■ **INFORMATION SUPPLIED**:
'''

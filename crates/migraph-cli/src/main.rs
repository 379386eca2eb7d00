//! migraph - versioned table migrations from the command line.

mod config;
mod error;
mod formatter;

use clap::Parser;
use tracing_subscriber::{layer::SubscriberExt, util::SubscriberInitExt};

use migraph_core::backend::{SchemaBackend, SledBackend, TrackingTable};
use migraph_core::migration::{MigrationError, Migrator, UpgradeRegistry};
use migraph_core::schema::VersionedModels;

use config::{Args, BackendKind, Command, MigrateConfig};
use error::Error;
use formatter::Formatter;

fn main() {
    tracing_subscriber::registry()
        .with(
            tracing_subscriber::EnvFilter::try_from_default_env()
                .unwrap_or_else(|_| "migraph_cli=info,migraph_core=info".into()),
        )
        .with(tracing_subscriber::fmt::layer().with_writer(std::io::stderr))
        .init();

    let args = Args::parse();
    let command = args.command;
    let config = args.into_config();

    if let Err(e) = run(command, &config) {
        eprintln!("Error: {}", e);
        std::process::exit(1);
    }
}

/// Open the configured backend.
fn open_backend(config: &MigrateConfig) -> Result<Box<dyn SchemaBackend>, Error> {
    let tracking = TrackingTable::new(config.tracking_table.as_str())?;

    let backend: Box<dyn SchemaBackend> = match config.backend {
        BackendKind::Sqlite => Box::new(
            migraph_core::backend::SqliteBackend::open(&config.database)?
                .with_tracking_table(tracking)
                .with_dry_run(config.dry_run),
        ),
        BackendKind::Sled => Box::new(
            SledBackend::open(&config.database)?
                .with_tracking_table(tracking)
                .with_dry_run(config.dry_run),
        ),
        #[cfg(feature = "postgres")]
        BackendKind::Postgres => Box::new(
            migraph_core::backend::PostgresBackend::connect(&config.database)?
                .with_tracking_table(tracking)
                .with_dry_run(config.dry_run),
        ),
        #[cfg(not(feature = "postgres"))]
        BackendKind::Postgres => {
            return Err(Error::Config(
                "postgres support not compiled in; rebuild with --features postgres".into(),
            ))
        }
    };

    Ok(backend)
}

fn run(command: Command, config: &MigrateConfig) -> Result<(), Error> {
    tracing::info!(
        backend = %config.backend,
        database = %config.database,
        migrations = %config.migrations_dir.display(),
        models = %config.models_path.display(),
        dry_run = config.dry_run,
        "configuration loaded"
    );

    let mut registry = UpgradeRegistry::new();
    if command != Command::Snapshot {
        migraph_core::loader::load_dir(&mut registry, &config.migrations_dir)?;
    }
    let models = VersionedModels::from_file(&config.models_path)?;
    if models.is_empty() {
        return Err(Error::Config(format!(
            "{} declares no tables",
            config.models_path.display()
        )));
    }

    let mut backend = open_backend(config)?;
    let formatter = formatter::create_formatter(config.format);
    let migrator = Migrator::new(&registry);

    match command {
        Command::Validate => validate(&migrator, backend.as_mut(), &models, &*formatter),
        Command::Upgrade => {
            let report = migrator.upgrade(backend.as_mut(), &models)?;
            println!("{}", formatter.format_report(&report));
            Ok(())
        }
        Command::Snapshot => {
            let log = migrator.snapshot(backend.as_mut(), &models)?;
            println!("{}", formatter.format_log(&log));
            Ok(())
        }
        Command::Plan => {
            let steps = migrator.plan(backend.as_mut(), &models)?;
            println!("{}", formatter.format_plan(&steps));
            Ok(())
        }
    }
}

fn validate(
    migrator: &Migrator<'_>,
    backend: &mut dyn SchemaBackend,
    models: &VersionedModels,
    formatter: &dyn Formatter,
) -> Result<(), Error> {
    match migrator.validate(backend, models) {
        Ok(()) => {
            println!("{}", formatter.format_message("Schema is up to date"));
            Ok(())
        }
        Err(MigrationError::VersionMismatch { mismatches }) => {
            println!("{}", formatter.format_version_mismatches(&mismatches));
            Err(Error::Invalid(format!(
                "{} table(s) need an upgrade",
                mismatches.len()
            )))
        }
        Err(MigrationError::SchemaDrift { mismatches }) => {
            println!("{}", formatter.format_schema_drift(&mismatches));
            Err(Error::Invalid(format!(
                "{} table(s) drifted from their recorded structure",
                mismatches.len()
            )))
        }
        Err(e) => Err(e.into()),
    }
}
//! Table structure fingerprints and model-declared versions.

pub mod fingerprint;
pub mod model;

pub use fingerprint::{ColumnChange, ColumnFingerprint, FingerprintDiff, SchemaFingerprint};
pub use model::{ModelSchema, VersionedModels};
//! Output formatters for command results.

use clap::ValueEnum;
use comfy_table::Table;
use serde_json::json;

use migraph_core::migration::{SchemaMismatch, UpgradeReport, UpgradeStep, VersionMismatch};

/// Output format for results.
#[derive(Debug, Clone, Copy, PartialEq, Eq, ValueEnum)]
pub enum OutputFormat {
    /// ASCII table format
    Table,
    /// JSON format
    Json,
}

impl std::fmt::Display for OutputFormat {
    fn fmt(&self, f: &mut std::fmt::Formatter<'_>) -> std::fmt::Result {
        match self {
            OutputFormat::Table => write!(f, "table"),
            OutputFormat::Json => write!(f, "json"),
        }
    }
}

/// Trait for formatting output.
pub trait Formatter {
    /// Format version mismatches found by validation.
    fn format_version_mismatches(&self, mismatches: &[VersionMismatch]) -> String;

    /// Format structural drift found by validation.
    fn format_schema_drift(&self, mismatches: &[SchemaMismatch]) -> String;

    /// Format the result of an upgrade.
    fn format_report(&self, report: &UpgradeReport) -> String;

    /// Format the steps an upgrade would run.
    fn format_plan(&self, steps: &[UpgradeStep]) -> String;

    /// Format a statement log.
    fn format_log(&self, log: &[String]) -> String;

    /// Format a simple message.
    fn format_message(&self, message: &str) -> String;
}

/// Create a formatter for the given output format.
pub fn create_formatter(format: OutputFormat) -> Box<dyn Formatter> {
    match format {
        OutputFormat::Table => Box::new(TableFormatter),
        OutputFormat::Json => Box::new(JsonFormatter),
    }
}

fn version_cell(version: Option<&str>) -> String {
    version.unwrap_or("-").to_string()
}

/// Table formatter using comfy-table.
pub struct TableFormatter;

impl Formatter for TableFormatter {
    fn format_version_mismatches(&self, mismatches: &[VersionMismatch]) -> String {
        let mut table = Table::new();
        table.set_header(vec!["Table", "Recorded", "Expected"]);

        for m in mismatches {
            table.add_row(vec![
                m.table.clone(),
                version_cell(m.actual.as_deref()),
                version_cell(m.expected.as_deref()),
            ]);
        }

        table.to_string()
    }

    fn format_schema_drift(&self, mismatches: &[SchemaMismatch]) -> String {
        let mut table = Table::new();
        table.set_header(vec!["Table", "Difference"]);

        for m in mismatches {
            for line in m.diff.lines() {
                table.add_row(vec![m.table.clone(), line.to_string()]);
            }
        }

        table.to_string()
    }

    fn format_report(&self, report: &UpgradeReport) -> String {
        if report.is_empty() {
            return "Nothing to upgrade".to_string();
        }

        let mut output = self.format_log(&report.log);
        output.push_str(&format!("\n\n{} step(s) executed", report.executed.len()));
        output
    }

    fn format_plan(&self, steps: &[UpgradeStep]) -> String {
        if steps.is_empty() {
            return "Nothing to upgrade".to_string();
        }

        let mut table = Table::new();
        table.set_header(vec!["#", "Table", "From", "To", "Depends on"]);

        for (i, step) in steps.iter().enumerate() {
            let deps: Vec<String> = step.dependencies.iter().map(ToString::to_string).collect();
            table.add_row(vec![
                (i + 1).to_string(),
                step.table.clone(),
                version_cell(step.from_version.as_deref()),
                step.to_version.clone(),
                deps.join(", "),
            ]);
        }

        table.to_string()
    }

    fn format_log(&self, log: &[String]) -> String {
        log.join("\n")
    }

    fn format_message(&self, message: &str) -> String {
        message.to_string()
    }
}

/// JSON formatter.
pub struct JsonFormatter;

impl JsonFormatter {
    fn render(value: serde_json::Value) -> String {
        serde_json::to_string_pretty(&value).unwrap_or_else(|_| "null".to_string())
    }
}

impl Formatter for JsonFormatter {
    fn format_version_mismatches(&self, mismatches: &[VersionMismatch]) -> String {
        Self::render(json!({
            "error": "version_mismatch",
            "mismatches": mismatches,
        }))
    }

    fn format_schema_drift(&self, mismatches: &[SchemaMismatch]) -> String {
        let tables: Vec<serde_json::Value> = mismatches
            .iter()
            .map(|m| {
                json!({
                    "table": m.table,
                    "actual": m.actual.digest(),
                    "expected": m.expected.digest(),
                    "differences": m.diff.lines(),
                })
            })
            .collect();

        Self::render(json!({
            "error": "schema_drift",
            "mismatches": tables,
        }))
    }

    fn format_report(&self, report: &UpgradeReport) -> String {
        Self::render(json!(report))
    }

    fn format_plan(&self, steps: &[UpgradeStep]) -> String {
        let steps: Vec<serde_json::Value> = steps
            .iter()
            .map(|step| {
                json!({
                    "table": step.table,
                    "from": step.from_version,
                    "to": step.to_version,
                    "dependencies": step.dependencies,
                })
            })
            .collect();
        Self::render(json!(steps))
    }

    fn format_log(&self, log: &[String]) -> String {
        Self::render(json!(log))
    }

    fn format_message(&self, message: &str) -> String {
        Self::render(json!({ "message": message }))
    }
}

'''

■ **WHAT NEEDS TO BE DONE**: Identify the lines above that contain the word "validation", then copy them.

■ **ANSWER BOX**:
    /// Format version mismatches found by validation.
    /// Format structural drift found by validation.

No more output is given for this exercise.